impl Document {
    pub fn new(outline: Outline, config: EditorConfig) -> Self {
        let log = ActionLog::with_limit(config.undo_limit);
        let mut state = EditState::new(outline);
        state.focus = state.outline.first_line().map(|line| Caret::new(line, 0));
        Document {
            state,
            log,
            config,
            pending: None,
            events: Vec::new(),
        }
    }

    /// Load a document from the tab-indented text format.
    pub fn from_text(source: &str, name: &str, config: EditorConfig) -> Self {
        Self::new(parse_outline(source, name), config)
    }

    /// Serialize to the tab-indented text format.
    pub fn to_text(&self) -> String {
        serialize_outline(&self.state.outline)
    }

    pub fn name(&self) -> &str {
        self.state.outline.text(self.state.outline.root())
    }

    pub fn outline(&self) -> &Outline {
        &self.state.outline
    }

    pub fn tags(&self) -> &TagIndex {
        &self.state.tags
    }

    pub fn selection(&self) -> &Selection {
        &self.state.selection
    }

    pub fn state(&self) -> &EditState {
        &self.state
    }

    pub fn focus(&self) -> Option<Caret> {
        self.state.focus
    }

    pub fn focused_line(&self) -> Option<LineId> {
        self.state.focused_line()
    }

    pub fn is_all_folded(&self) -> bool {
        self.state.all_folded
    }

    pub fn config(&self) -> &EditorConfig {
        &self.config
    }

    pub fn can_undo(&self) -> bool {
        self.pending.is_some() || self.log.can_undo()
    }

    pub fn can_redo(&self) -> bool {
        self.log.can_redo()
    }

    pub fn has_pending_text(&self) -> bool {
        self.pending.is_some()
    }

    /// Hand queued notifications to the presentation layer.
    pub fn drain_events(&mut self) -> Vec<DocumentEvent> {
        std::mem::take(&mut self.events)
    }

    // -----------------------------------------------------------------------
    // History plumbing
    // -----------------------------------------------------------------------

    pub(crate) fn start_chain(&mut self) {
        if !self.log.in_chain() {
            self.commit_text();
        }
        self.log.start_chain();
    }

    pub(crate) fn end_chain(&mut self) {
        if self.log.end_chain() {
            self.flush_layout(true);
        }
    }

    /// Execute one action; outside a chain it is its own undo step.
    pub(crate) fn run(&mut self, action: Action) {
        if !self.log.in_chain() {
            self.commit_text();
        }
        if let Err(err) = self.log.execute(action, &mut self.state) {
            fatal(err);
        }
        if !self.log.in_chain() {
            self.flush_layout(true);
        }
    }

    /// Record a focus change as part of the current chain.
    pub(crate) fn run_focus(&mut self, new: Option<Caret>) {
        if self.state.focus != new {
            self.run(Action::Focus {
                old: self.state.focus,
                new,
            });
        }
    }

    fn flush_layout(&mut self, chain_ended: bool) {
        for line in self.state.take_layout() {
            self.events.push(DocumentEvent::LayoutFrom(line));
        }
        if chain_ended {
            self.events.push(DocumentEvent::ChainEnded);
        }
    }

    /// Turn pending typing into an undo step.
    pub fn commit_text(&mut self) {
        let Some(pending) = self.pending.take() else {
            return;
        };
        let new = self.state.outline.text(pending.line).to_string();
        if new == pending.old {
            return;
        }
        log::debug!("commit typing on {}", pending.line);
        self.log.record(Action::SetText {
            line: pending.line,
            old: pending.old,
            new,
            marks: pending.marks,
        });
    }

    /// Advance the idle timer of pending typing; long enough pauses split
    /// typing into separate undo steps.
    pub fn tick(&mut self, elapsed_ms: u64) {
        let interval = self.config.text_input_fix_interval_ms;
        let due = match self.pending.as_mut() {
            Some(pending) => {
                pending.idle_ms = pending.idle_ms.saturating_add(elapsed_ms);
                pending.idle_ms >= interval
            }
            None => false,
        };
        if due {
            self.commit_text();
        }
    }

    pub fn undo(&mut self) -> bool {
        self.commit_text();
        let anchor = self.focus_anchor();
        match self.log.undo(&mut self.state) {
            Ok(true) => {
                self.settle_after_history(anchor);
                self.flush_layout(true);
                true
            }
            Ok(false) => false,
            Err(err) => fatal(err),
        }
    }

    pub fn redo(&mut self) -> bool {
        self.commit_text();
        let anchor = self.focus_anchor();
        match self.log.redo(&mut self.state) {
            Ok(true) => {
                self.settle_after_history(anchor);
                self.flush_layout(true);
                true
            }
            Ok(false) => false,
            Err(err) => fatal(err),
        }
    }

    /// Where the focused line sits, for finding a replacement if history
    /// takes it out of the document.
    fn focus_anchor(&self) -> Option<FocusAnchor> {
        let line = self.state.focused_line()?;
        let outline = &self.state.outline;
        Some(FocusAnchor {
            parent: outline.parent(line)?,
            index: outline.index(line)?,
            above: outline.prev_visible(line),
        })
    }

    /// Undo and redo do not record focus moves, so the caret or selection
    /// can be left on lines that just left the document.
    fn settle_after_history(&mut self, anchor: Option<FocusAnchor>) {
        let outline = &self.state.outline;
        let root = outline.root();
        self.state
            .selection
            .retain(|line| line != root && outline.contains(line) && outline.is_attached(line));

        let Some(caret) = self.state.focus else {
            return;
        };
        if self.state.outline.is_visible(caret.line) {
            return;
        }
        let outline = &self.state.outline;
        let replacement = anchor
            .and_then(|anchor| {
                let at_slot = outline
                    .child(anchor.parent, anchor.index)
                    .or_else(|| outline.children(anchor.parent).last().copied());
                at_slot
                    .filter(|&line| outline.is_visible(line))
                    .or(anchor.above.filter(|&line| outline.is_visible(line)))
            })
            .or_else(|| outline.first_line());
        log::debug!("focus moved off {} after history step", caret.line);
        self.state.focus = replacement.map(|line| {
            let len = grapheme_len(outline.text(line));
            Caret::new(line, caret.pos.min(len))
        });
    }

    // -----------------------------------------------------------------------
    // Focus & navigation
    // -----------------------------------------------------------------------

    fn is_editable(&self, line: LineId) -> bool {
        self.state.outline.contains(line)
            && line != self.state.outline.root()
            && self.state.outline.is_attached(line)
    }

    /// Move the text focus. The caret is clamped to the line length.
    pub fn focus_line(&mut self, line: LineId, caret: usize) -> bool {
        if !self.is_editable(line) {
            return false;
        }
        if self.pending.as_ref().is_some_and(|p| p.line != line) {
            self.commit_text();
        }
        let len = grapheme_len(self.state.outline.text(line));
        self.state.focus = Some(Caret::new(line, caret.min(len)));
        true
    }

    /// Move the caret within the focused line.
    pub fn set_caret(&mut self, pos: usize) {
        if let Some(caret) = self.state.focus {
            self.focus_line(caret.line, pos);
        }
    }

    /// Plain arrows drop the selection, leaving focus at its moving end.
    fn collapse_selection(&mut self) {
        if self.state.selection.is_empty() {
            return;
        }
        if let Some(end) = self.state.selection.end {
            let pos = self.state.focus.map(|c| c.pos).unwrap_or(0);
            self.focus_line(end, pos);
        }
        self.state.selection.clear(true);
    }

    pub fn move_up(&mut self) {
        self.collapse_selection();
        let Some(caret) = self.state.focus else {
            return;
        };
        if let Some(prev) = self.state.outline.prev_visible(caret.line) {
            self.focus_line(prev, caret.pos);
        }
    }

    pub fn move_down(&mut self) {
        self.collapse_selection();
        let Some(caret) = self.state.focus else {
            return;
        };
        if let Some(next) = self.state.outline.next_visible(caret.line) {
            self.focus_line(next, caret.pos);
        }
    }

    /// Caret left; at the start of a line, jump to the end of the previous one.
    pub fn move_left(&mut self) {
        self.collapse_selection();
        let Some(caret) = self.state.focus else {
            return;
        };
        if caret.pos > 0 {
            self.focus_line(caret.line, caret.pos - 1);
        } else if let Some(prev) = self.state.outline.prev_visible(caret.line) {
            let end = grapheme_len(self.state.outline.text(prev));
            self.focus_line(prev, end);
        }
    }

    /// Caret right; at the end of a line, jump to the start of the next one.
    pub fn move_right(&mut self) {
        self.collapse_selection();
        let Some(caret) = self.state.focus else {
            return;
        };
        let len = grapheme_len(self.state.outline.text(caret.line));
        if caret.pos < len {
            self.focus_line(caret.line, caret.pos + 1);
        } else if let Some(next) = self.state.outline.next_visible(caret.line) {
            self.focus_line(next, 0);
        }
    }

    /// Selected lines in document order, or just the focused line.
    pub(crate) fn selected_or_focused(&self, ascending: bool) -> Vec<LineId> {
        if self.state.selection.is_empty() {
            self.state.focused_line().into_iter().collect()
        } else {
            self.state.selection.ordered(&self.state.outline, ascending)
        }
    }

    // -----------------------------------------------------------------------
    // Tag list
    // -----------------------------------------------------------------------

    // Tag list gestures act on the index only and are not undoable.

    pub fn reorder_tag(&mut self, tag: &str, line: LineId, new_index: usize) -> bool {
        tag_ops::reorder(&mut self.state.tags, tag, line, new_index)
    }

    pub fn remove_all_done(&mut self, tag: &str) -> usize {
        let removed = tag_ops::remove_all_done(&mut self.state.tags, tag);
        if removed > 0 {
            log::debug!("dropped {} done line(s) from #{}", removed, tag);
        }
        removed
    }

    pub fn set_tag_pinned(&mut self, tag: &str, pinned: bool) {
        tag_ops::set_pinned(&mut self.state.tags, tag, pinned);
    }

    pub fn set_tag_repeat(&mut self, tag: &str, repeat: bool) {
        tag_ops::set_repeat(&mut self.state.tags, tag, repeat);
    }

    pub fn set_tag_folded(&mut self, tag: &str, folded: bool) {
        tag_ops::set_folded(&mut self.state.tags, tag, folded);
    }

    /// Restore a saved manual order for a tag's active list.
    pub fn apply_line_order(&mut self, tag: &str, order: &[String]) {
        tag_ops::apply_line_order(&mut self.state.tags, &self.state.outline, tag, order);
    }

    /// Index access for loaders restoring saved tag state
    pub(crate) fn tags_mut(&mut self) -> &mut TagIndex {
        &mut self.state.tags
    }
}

● ● ● ● ●

Report all lines in the records that include the string "list".

    // Tag list
    // Tag list gestures act on the index only and are not undoable.
    /// Restore a saved manual order for a tag's active list.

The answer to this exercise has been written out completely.